Не сразу ответил отец Израиль. Нахмурился и принял вид озабоченный. Потом, не говоря ни слова, начал пальцами по столу барабанить.

— Ох, не знаю, что и сказать тебе на это, Пахом Петрович. Дело-то не совсем простое. Не в пример бы лучше было Марье Ивановне самой к нам пожаловать, здесь и повидалась бы она с Софронием. В прошлом году, как новый владыка посетил нашу обитель, находился в большом неудовольствии и крепко журил меня, зачем я его к сторонним людям пускаю. За ограду не благословил его пускать. Соблазну, говорит, много от него. Владыке-то, видишь, многие из благородных и даже из простых жалобы на него приносили — бесчинствует-де повсюду. Боюсь, Пахом Петрович, боюсь прогневить владыку. Он ведь строгий, взыскательный…

— Да ведь ежели ваше высокопреподобие отпустите отца Софрония, так я до самых Луповиц нигде не остановлюсь и назад так же повезу. А в Луповицах из барского дома ходу ему нет, — сказал Пахом. — Явите милость, Марья Ивановна крепко-накрепко приказала просить вас.

— Нет, друг, нельзя, — решительным голосом сказал Израиль. — Боюсь. Ну, как вдруг владыка узнает?.. Не тебя и не Марью Ивановну станет тазать. Так али нет, отец Анатолий?

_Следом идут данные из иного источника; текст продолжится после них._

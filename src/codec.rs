//! Packing and unpacking of field values within a 32-bit register word.

use crate::error::{RegMapError, RegMapResult};

/// An inclusive bit range `[lsb, msb]` within a 32-bit register.
#[derive(Debug, Clone, Copy, PartialEq, Eq, Hash)]
pub struct BitRange {
  msb: u8,
  lsb: u8,
}
impl BitRange {
  /// The range covering the whole register.
  pub const FULL: BitRange = BitRange { msb: 31, lsb: 0 };

  pub fn new(msb: u8, lsb: u8) -> RegMapResult<Self> {
    if msb > 31 {
      return Err(RegMapError::malformed(&format!(
        "Bit range [{}:{}]: MSB must be at most 31",
        msb, lsb
      )));
    }
    if msb < lsb {
      return Err(RegMapError::malformed(&format!(
        "Bit range [{}:{}]: MSB must not be below LSB",
        msb, lsb
      )));
    }
    Ok(Self { msb, lsb })
  }

  /// A single-bit range.
  pub fn bit(bit: u8) -> RegMapResult<Self> {
    Self::new(bit, bit)
  }

  pub fn msb(&self) -> u8 {
    self.msb
  }

  pub fn lsb(&self) -> u8 {
    self.lsb
  }

  /// The number of bits covered, between 1 and 32.
  pub fn width(&self) -> u8 {
    self.msb - self.lsb + 1
  }

  /// The unshifted mask of all ones for this width.
  pub fn value_mask(&self) -> u32 {
    u32::MAX >> (32 - u32::from(self.width()))
  }

  /// The bit mask for reading/writing this range on its register.
  pub fn mask(&self) -> u32 {
    self.value_mask() << self.lsb
  }

  /// Whether `value` fits in this range.
  pub fn fits(&self, value: u32) -> bool {
    value & !self.value_mask() == 0
  }
}

/// Fails with `ValueOutOfRange` unless `value` fits in `bits`.
pub fn check(bits: BitRange, value: u32) -> RegMapResult<()> {
  if !bits.fits(value) {
    return Err(RegMapError::ValueOutOfRange {
      value,
      width: bits.width(),
    });
  }
  Ok(())
}

/// Returns `word` with this range replaced by `value`. All bits outside the range pass through
/// unchanged.
pub fn encode(word: u32, bits: BitRange, value: u32) -> RegMapResult<u32> {
  check(bits, value)?;
  Ok((word & !bits.mask()) | (value << bits.lsb))
}

/// Extracts the value held in this range of `word`.
pub fn decode(word: u32, bits: BitRange) -> u32 {
  (word >> bits.lsb) & bits.value_mask()
}

#[cfg(test)]
mod tests {
  use super::{decode, encode, BitRange};
  use crate::error::RegMapError;

  #[test]
  fn encodes_into_saturated_word() {
    let bits = BitRange::new(8, 6).unwrap();

    let word = encode(0xFFFF_FFFF, bits, 5).unwrap();

    assert_eq!(0b101, (word >> 6) & 0b111);
    assert_eq!(0xFFFF_FF7F, word);
  }

  #[test]
  fn round_trips_and_preserves_other_bits() {
    let words = [0x0000_0000, 0xFFFF_FFFF, 0xA5A5_5A5A, 0x1234_5678];

    for lsb in 0..32u8 {
      for msb in lsb..32u8 {
        let bits = BitRange::new(msb, lsb).unwrap();
        let max = bits.value_mask();
        for &word in words.iter() {
          for &value in [0, 1, max / 2, max].iter() {
            let encoded = encode(word, bits, value).unwrap();
            assert_eq!(value, decode(encoded, bits));
            assert_eq!(word & !bits.mask(), encoded & !bits.mask());
          }
        }
      }
    }
  }

  #[test]
  fn rejects_values_wider_than_field() {
    for lsb in 0..31u8 {
      for msb in lsb..31u8 {
        let bits = BitRange::new(msb, lsb).unwrap();
        let too_big = 1u32 << bits.width();
        match encode(0, bits, too_big) {
          Err(RegMapError::ValueOutOfRange { value, width }) => {
            assert_eq!(too_big, value);
            assert_eq!(bits.width(), width);
          }
          other => panic!("expected ValueOutOfRange, got {:?}", other),
        }
        assert!(encode(0, bits, u32::MAX).is_err());
      }
    }
  }

  #[test]
  fn full_range_accepts_any_value() {
    assert_eq!(32, BitRange::FULL.width());
    assert_eq!(u32::MAX, BitRange::FULL.mask());
    assert_eq!(0xDEAD_BEEF, encode(0x1234_5678, BitRange::FULL, 0xDEAD_BEEF).unwrap());
    assert_eq!(0xDEAD_BEEF, decode(0xDEAD_BEEF, BitRange::FULL));
  }

  #[test]
  fn computes_masks() {
    assert_eq!(0b1_1100_0000, BitRange::new(8, 6).unwrap().mask());
    assert_eq!(0xFF00_0000, BitRange::new(31, 24).unwrap().mask());
    assert_eq!(1, BitRange::bit(0).unwrap().mask());
  }

  #[test]
  fn rejects_inverted_and_oversized_ranges() {
    assert!(matches!(BitRange::new(0, 1), Err(RegMapError::MalformedTable(_))));
    assert!(matches!(BitRange::new(32, 0), Err(RegMapError::MalformedTable(_))));
  }
}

— Известно, — молвил казначей, зевая всем ртом нараспашку и творя над ним крестное знамение.

— Видишь ли, — обратился игумен к Пахому. — Нет, друг, поклонись ты от меня благотворительнице нашей, Марье Ивановне, но скажи ей, что желания ее исполнить не могу. Очень, мол, скорбит отец игумен, что не может в сем случае сделать ей угождения… Ох, беда, беда с этими господами!.. — прибавил он, обращаясь к казначею. — Откажи — милостей не жди, сделаю по-ихнему, от владыки немилости дожидайся… Да… Нет, нет, Пахом Петрович, — не могу.

— Да ведь не на долгое время, ваше высокопреподобие. Пробыл бы он в Луповицах какую-нибудь неделю, много что две, — начал было Пахом.

— Ишь что сказал! — воскликнул отец Израиль. — А разве неизвестно тебе, что к отцу Софронию богомольцы частенько за благословеньем приходят. В две-то недели сколько, ты полагаешь, обитель от того получит?.. Мне от отца казначея проходу не будет тогда. Так али нет, отец Анатолий?

Вместо ответа казначей громогласно икнул и в строгом молчанье перекрестил уста свои.

Вынул Пахом из кармана пакет и, подержав его в руках минуты две, спрятал опять за пазуху.

— Это у тебя что? — полюбопытствовал отец Израиль.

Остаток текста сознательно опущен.